**ASSIGNMENT**
What you give must be exactly the lines of the material from the first through the line that contains "pub enum PortError", inclusive, and no others.

**EXTRACTED DATA**
BEGIN

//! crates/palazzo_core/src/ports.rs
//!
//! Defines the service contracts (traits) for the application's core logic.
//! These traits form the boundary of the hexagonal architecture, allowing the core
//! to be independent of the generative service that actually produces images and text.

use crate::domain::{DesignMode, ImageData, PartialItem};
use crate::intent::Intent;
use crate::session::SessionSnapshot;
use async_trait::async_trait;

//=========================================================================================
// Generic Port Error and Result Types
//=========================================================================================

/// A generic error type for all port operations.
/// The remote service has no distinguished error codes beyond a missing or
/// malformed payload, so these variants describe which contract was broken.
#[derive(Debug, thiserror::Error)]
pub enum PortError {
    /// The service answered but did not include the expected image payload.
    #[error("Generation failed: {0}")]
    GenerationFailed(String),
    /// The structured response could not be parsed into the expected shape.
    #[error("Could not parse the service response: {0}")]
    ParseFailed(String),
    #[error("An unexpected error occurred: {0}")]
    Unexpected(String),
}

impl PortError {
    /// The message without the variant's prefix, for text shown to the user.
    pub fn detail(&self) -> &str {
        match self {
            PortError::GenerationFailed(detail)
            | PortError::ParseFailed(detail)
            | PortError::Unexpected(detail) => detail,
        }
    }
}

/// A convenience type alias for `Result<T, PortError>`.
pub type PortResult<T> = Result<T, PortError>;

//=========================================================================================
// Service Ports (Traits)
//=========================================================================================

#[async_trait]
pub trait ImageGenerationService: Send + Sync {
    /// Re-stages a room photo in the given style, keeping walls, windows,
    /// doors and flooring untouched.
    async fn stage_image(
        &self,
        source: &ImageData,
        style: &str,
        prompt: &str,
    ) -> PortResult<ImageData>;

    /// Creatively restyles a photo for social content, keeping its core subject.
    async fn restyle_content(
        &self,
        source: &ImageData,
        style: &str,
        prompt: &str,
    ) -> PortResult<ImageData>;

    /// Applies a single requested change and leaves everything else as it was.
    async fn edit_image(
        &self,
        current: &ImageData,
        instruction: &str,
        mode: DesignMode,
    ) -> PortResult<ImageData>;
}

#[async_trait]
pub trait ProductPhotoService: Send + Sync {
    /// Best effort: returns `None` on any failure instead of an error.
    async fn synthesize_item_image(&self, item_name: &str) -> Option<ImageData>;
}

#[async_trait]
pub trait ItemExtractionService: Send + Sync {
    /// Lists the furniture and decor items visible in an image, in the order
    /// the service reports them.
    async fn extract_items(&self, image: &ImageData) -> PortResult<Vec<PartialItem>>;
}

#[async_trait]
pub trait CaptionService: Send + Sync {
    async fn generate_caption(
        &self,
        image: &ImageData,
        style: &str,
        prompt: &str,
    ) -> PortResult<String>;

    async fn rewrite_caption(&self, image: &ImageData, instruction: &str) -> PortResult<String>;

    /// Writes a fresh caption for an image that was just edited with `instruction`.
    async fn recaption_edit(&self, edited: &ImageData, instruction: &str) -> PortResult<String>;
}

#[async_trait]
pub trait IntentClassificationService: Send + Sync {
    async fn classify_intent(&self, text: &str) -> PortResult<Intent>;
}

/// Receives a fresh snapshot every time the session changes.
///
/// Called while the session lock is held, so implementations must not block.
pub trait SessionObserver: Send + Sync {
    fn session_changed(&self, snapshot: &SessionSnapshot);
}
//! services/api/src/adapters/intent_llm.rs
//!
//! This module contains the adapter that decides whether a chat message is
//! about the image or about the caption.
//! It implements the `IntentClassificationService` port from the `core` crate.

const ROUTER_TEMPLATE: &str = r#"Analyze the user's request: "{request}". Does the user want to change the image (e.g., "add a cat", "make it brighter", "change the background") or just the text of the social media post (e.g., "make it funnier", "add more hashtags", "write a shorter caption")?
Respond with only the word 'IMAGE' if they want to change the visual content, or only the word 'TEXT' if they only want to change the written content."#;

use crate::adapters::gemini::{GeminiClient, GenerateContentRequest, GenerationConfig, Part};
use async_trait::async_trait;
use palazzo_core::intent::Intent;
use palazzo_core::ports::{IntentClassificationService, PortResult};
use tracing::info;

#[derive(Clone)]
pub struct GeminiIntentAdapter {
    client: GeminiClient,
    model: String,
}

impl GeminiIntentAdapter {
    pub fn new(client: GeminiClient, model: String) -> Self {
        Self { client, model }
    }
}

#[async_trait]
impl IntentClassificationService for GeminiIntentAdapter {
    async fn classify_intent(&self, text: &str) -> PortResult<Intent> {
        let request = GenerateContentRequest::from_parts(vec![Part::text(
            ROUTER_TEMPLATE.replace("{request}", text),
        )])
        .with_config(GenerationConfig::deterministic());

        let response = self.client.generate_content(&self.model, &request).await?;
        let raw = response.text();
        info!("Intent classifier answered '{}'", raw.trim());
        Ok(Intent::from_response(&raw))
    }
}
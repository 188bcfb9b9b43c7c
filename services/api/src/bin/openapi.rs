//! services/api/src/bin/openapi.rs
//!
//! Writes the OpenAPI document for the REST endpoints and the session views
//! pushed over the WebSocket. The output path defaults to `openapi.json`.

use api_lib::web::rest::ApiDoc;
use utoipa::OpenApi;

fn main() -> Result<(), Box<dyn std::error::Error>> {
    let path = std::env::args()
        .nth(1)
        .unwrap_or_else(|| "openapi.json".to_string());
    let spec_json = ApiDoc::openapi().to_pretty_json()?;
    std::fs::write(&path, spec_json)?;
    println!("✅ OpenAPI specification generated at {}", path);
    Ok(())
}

END

**TASK RESULT**
//! crates/palazzo_core/src/ports.rs
//!
//! Defines the service contracts (traits) for the application's core logic.
//! These traits form the boundary of the hexagonal architecture, allowing the core
//! to be independent of the generative service that actually produces images and text.

use crate::domain::{DesignMode, ImageData, PartialItem};
use crate::intent::Intent;
use crate::session::SessionSnapshot;
use async_trait::async_trait;

//=========================================================================================
// Generic Port Error and Result Types
//=========================================================================================

/// A generic error type for all port operations.
/// The remote service has no distinguished error codes beyond a missing or
/// malformed payload, so these variants describe which contract was broken.
#[derive(Debug, thiserror::Error)]
pub enum PortError {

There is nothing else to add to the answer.